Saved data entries
[Start of section]

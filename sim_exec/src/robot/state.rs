//! Implementations for the robot state structure

// ---------------------------------------------------------------------------
// IMPORTS
// ---------------------------------------------------------------------------

// External
use log::{info, trace};
use nalgebra::{Matrix2, Vector2};
use serde::Serialize;

// Internal
use super::{Lift, Params, RobotError};
use comms_if::{tc::PoseSpec, tm::SimTm};
use util::{maths::norm_pi, module::State, params, session::Session};

// ---------------------------------------------------------------------------
// DATA STRUCTURES
// ---------------------------------------------------------------------------

/// A pose in the map frame.
#[derive(Debug, Clone, Copy, Default, PartialEq, Serialize)]
pub struct Pose2 {
    /// Units: meters
    pub x_m: f64,

    /// Units: meters
    pub y_m: f64,

    /// Heading anticlockwise from the map's X+ axis, in (-pi, pi].
    ///
    /// Units: radians
    pub theta_rad: f64,
}

/// The robot's pose as seen by a renderer.
///
/// The renderer's frame has its zero heading along the map's Y+ axis and
/// measures headings clockwise, so `theta_rad` here is `pi/2 - theta` of the
/// physical pose. This is for presentation only and never feeds back into the
/// model.
#[derive(Debug, Clone, Copy, Default, PartialEq, Serialize)]
pub struct RenderPose {
    pub x_m: f64,
    pub y_m: f64,
    pub theta_rad: f64,
    pub left_wheel_rad: f64,
    pub right_wheel_rad: f64,
    pub lift_rad: f64,
}

/// State of the simulated robot.
#[derive(Debug, Clone)]
pub struct RobotState {
    params: Params,

    pose: Pose2,

    /// Accumulated wheel rotations
    left_wheel_rad: f64,
    right_wheel_rad: f64,

    /// Wheel rates from the last speed update
    left_wheel_rads: f64,
    right_wheel_rads: f64,

    /// Demands from the last advance
    speed_ms: f64,
    turn_rate_rads: f64,

    lift: Lift,
}

/// Input data to the robot model.
#[derive(Debug, Clone, Copy, Default)]
pub struct InputData {
    /// Units: meters/second
    pub speed_ms: f64,

    /// Units: radians/second
    pub turn_rate_rads: f64,

    /// Units: seconds
    pub dt_s: f64,
}

/// Status report for robot processing.
#[derive(Debug, Clone, Copy, Default, Serialize)]
pub struct StatusReport {
    /// False if the wheel radius prevented the wheel speeds being updated
    pub wheel_speeds_updated: bool,

    /// True if the lift is still moving towards its target
    pub lift_moving: bool,
}

// ---------------------------------------------------------------------------
// IMPLEMENTATIONS
// ---------------------------------------------------------------------------

impl Pose2 {
    pub fn new(x_m: f64, y_m: f64, theta_rad: f64) -> Self {
        Self { x_m, y_m, theta_rad }
    }

    /// Distance between the positions of two poses.
    pub fn distance_to(&self, other: &Pose2) -> f64 {
        (other.x_m - self.x_m).hypot(other.y_m - self.y_m)
    }
}

impl From<PoseSpec> for Pose2 {
    fn from(spec: PoseSpec) -> Self {
        Self::new(spec.x_m, spec.y_m, spec.theta_rad)
    }
}

impl From<Pose2> for PoseSpec {
    fn from(pose: Pose2) -> Self {
        PoseSpec::new(pose.x_m, pose.y_m, pose.theta_rad)
    }
}

impl Default for RobotState {
    fn default() -> Self {
        Self::new(Params::default())
    }
}

impl RobotState {
    /// Create a new robot at the initial state given in the parameters.
    pub fn new(params: Params) -> Self {
        Self {
            pose: Pose2::new(
                params.initial_x_m,
                params.initial_y_m,
                norm_pi(params.initial_heading_deg.to_radians()),
            ),
            left_wheel_rad: 0.0,
            right_wheel_rad: 0.0,
            left_wheel_rads: 0.0,
            right_wheel_rads: 0.0,
            speed_ms: 0.0,
            turn_rate_rads: 0.0,
            lift: Lift::new(params.initial_lift_deg.to_radians()),
            params,
        }
    }

    pub fn params(&self) -> &Params {
        &self.params
    }

    pub fn pose(&self) -> Pose2 {
        self.pose
    }

    pub fn lift(&self) -> &Lift {
        &self.lift
    }

    pub fn lift_mut(&mut self) -> &mut Lift {
        &mut self.lift
    }

    /// Wheel rotations as `(left, right)`.
    pub fn wheel_angles_rad(&self) -> (f64, f64) {
        (self.left_wheel_rad, self.right_wheel_rad)
    }

    /// Wheel rates as `(left, right)`.
    pub fn wheel_rates_rads(&self) -> (f64, f64) {
        (self.left_wheel_rads, self.right_wheel_rads)
    }

    /// Compute the wheel rates for the given speed and turn rate.
    ///
    /// If the wheel radius isn't positive the previous rates are kept and
    /// `false` is returned.
    pub fn set_wheel_speeds(&mut self, speed_ms: f64, turn_rate_rads: f64) -> bool {
        let r = self.params.wheel_radius_m;
        let l = self.params.wheel_track_m;

        // Written this way round so that a NaN radius is also rejected
        if !(r > 0.0) {
            return false;
        }

        let ik = Matrix2::new(
            1.0 / r, l / (2.0 * r),
            1.0 / r, -l / (2.0 * r),
        );

        let rates = ik * Vector2::new(speed_ms, turn_rate_rads);

        self.right_wheel_rads = rates[0];
        self.left_wheel_rads = rates[1];

        true
    }

    /// Advance the robot by one time step with the given demands.
    ///
    /// Returns the new pose in the rendering frame.
    pub fn advance(&mut self, speed_ms: f64, turn_rate_rads: f64, dt_s: f64) -> RenderPose {
        self.speed_ms = speed_ms;
        self.turn_rate_rads = turn_rate_rads;

        self.set_wheel_speeds(speed_ms, turn_rate_rads);

        // ---- POSE ----

        self.pose.x_m += speed_ms * self.pose.theta_rad.cos() * dt_s;
        self.pose.y_m += speed_ms * self.pose.theta_rad.sin() * dt_s;
        self.pose.theta_rad = norm_pi(self.pose.theta_rad + turn_rate_rads * dt_s);

        // ---- WHEELS ----

        self.left_wheel_rad = norm_pi(self.left_wheel_rad + self.left_wheel_rads * dt_s);
        self.right_wheel_rad = norm_pi(self.right_wheel_rad + self.right_wheel_rads * dt_s);

        // ---- LIFT ----

        self.lift.step(dt_s);

        trace!(
            "Robot pose: ({:.4}, {:.4}, {:.4}), lift {:.4}",
            self.pose.x_m,
            self.pose.y_m,
            self.pose.theta_rad,
            self.lift.angle_rad()
        );

        self.render_pose()
    }

    /// The current pose in the rendering frame.
    pub fn render_pose(&self) -> RenderPose {
        RenderPose {
            x_m: self.pose.x_m,
            y_m: self.pose.y_m,
            theta_rad: norm_pi(std::f64::consts::FRAC_PI_2 - self.pose.theta_rad),
            left_wheel_rad: self.left_wheel_rad,
            right_wheel_rad: self.right_wheel_rad,
            lift_rad: self.lift.angle_rad(),
        }
    }

    /// Physical state of the robot as a telemetry record.
    ///
    /// The controller fields are left at their defaults for the caller to
    /// fill in.
    pub fn telemetry(&self, time_s: f64) -> SimTm {
        SimTm {
            time_s,
            x_m: self.pose.x_m,
            y_m: self.pose.y_m,
            theta_rad: self.pose.theta_rad,
            speed_ms: self.speed_ms,
            turn_rate_rads: self.turn_rate_rads,
            left_wheel_rad: self.left_wheel_rad,
            right_wheel_rad: self.right_wheel_rad,
            left_wheel_rads: self.left_wheel_rads,
            right_wheel_rads: self.right_wheel_rads,
            lift_rad: self.lift.angle_rad(),
            lift_target_rad: self.lift.target_rad(),
            ..Default::default()
        }
    }
}

impl State for RobotState {
    type InitData = &'static str;
    type InitError = RobotError;

    type InputData = InputData;
    type OutputData = RenderPose;
    type StatusReport = StatusReport;
    type ProcError = RobotError;

    /// Initialise the robot model.
    ///
    /// Expected init data is the path to the parameter file. If the file
    /// doesn't exist the default parameters are used.
    fn init(&mut self, init_data: Self::InitData, _session: &Session) -> Result<(), Self::InitError> {
        let params: Params = params::load_or_default(init_data)?;

        *self = RobotState::new(params);

        info!(
            "Robot initialised at ({}, {}) heading {} deg",
            params.initial_x_m, params.initial_y_m, params.initial_heading_deg
        );

        Ok(())
    }

    /// Advance the robot by one time step.
    fn proc(
        &mut self,
        input_data: &Self::InputData,
    ) -> Result<(Self::OutputData, Self::StatusReport), Self::ProcError> {
        if !input_data.speed_ms.is_finite() || !input_data.turn_rate_rads.is_finite() {
            return Err(RobotError::NonFiniteDemand {
                speed_ms: input_data.speed_ms,
                turn_rate_rads: input_data.turn_rate_rads,
            });
        }

        if !(input_data.dt_s > 0.0) || !input_data.dt_s.is_finite() {
            return Err(RobotError::InvalidTimeStep(input_data.dt_s));
        }

        let output = self.advance(input_data.speed_ms, input_data.turn_rate_rads, input_data.dt_s);

        let report = StatusReport {
            wheel_speeds_updated: self.params.wheel_radius_m > 0.0,
            lift_moving: self.lift.is_moving(),
        };

        Ok((output, report))
    }
}

#[cfg(test)]
mod test {
    use super::*;
    use std::f64::consts::PI;

    fn in_range(a: f64) -> bool {
        a > -PI && a <= PI
    }

    #[test]
    fn test_new() {
        let robot = RobotState::default();

        assert!((robot.pose().theta_rad - PI / 2.0).abs() < 1e-12);
        assert!((robot.lift().angle_rad() - PI / 2.0).abs() < 1e-12);
        assert_eq!(robot.wheel_angles_rad(), (0.0, 0.0));
    }

    #[test]
    fn test_wheel_speeds() {
        let mut robot = RobotState::default();
        let r = robot.params().wheel_radius_m;
        let l = robot.params().wheel_track_m;

        assert!(robot.set_wheel_speeds(0.4, 0.0));
        let (left, right) = robot.wheel_rates_rads();
        assert!((left - 0.4 / r).abs() < 1e-9);
        assert!((right - 0.4 / r).abs() < 1e-9);

        assert!(robot.set_wheel_speeds(0.0, 1.0));
        let (left, right) = robot.wheel_rates_rads();
        assert!((right - l / (2.0 * r)).abs() < 1e-9);
        assert!((left + l / (2.0 * r)).abs() < 1e-9);
    }

    #[test]
    fn test_zero_radius_keeps_speeds() {
        let mut robot = RobotState::new(Params {
            wheel_radius_m: 0.0,
            ..Default::default()
        });

        assert!(!robot.set_wheel_speeds(0.4, 0.2));
        assert_eq!(robot.wheel_rates_rads(), (0.0, 0.0));

        // The pose is still integrated
        robot.advance(0.4, 0.0, 0.5);
        assert!((robot.pose().y_m - 0.2).abs() < 1e-12);
        assert_eq!(robot.wheel_angles_rad(), (0.0, 0.0));
    }

    #[test]
    fn test_advance() {
        let mut robot = RobotState::new(Params {
            initial_heading_deg: 0.0,
            ..Default::default()
        });

        let render = robot.advance(0.2, 0.0, 0.5);
        assert!((robot.pose().x_m - 0.1).abs() < 1e-12);
        assert!(robot.pose().y_m.abs() < 1e-12);

        // Heading 0 in the map frame is pi/2 in the rendering frame
        assert!((render.theta_rad - PI / 2.0).abs() < 1e-12);
        assert!((render.x_m - 0.1).abs() < 1e-12);

        let tm = robot.telemetry(0.5);
        assert_eq!(tm.time_s, 0.5);
        assert_eq!(tm.speed_ms, 0.2);
        assert!(!tm.ctrl_finished);
    }

    #[test]
    fn test_angles_stay_normalised() {
        let mut robot = RobotState::default();
        robot.lift_mut().lower(0.3);

        for i in 0..2000 {
            let w = if i < 1000 { 3.0 } else { -7.5 };
            robot.advance(0.8, w, 0.05);

            let (left, right) = robot.wheel_angles_rad();
            assert!(in_range(robot.pose().theta_rad));
            assert!(in_range(left));
            assert!(in_range(right));
            assert!(in_range(robot.lift().angle_rad()));
            assert!(in_range(robot.render_pose().theta_rad));
        }
    }

    #[test]
    fn test_proc() {
        let mut robot = RobotState::default();

        let (out, report) = robot
            .proc(&InputData { speed_ms: 0.1, turn_rate_rads: 0.0, dt_s: 0.05 })
            .unwrap();
        assert!((out.y_m - 0.005).abs() < 1e-12);
        assert!(report.wheel_speeds_updated);
        assert!(!report.lift_moving);

        assert!(matches!(
            robot.proc(&InputData { speed_ms: f64::NAN, turn_rate_rads: 0.0, dt_s: 0.05 }),
            Err(RobotError::NonFiniteDemand { .. })
        ));
        assert!(matches!(
            robot.proc(&InputData { speed_ms: 0.0, turn_rate_rads: 0.0, dt_s: 0.0 }),
            Err(RobotError::InvalidTimeStep(_))
        ));
    }
}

[End of section]

ABOUT THIS TASK
Where a line above contains the word "OutputData", show that line.

OUTPUT OF THE EXERCISE
    type OutputData = RenderPose;
    ) -> Result<(Self::OutputData, Self::StatusReport), Self::ProcError> {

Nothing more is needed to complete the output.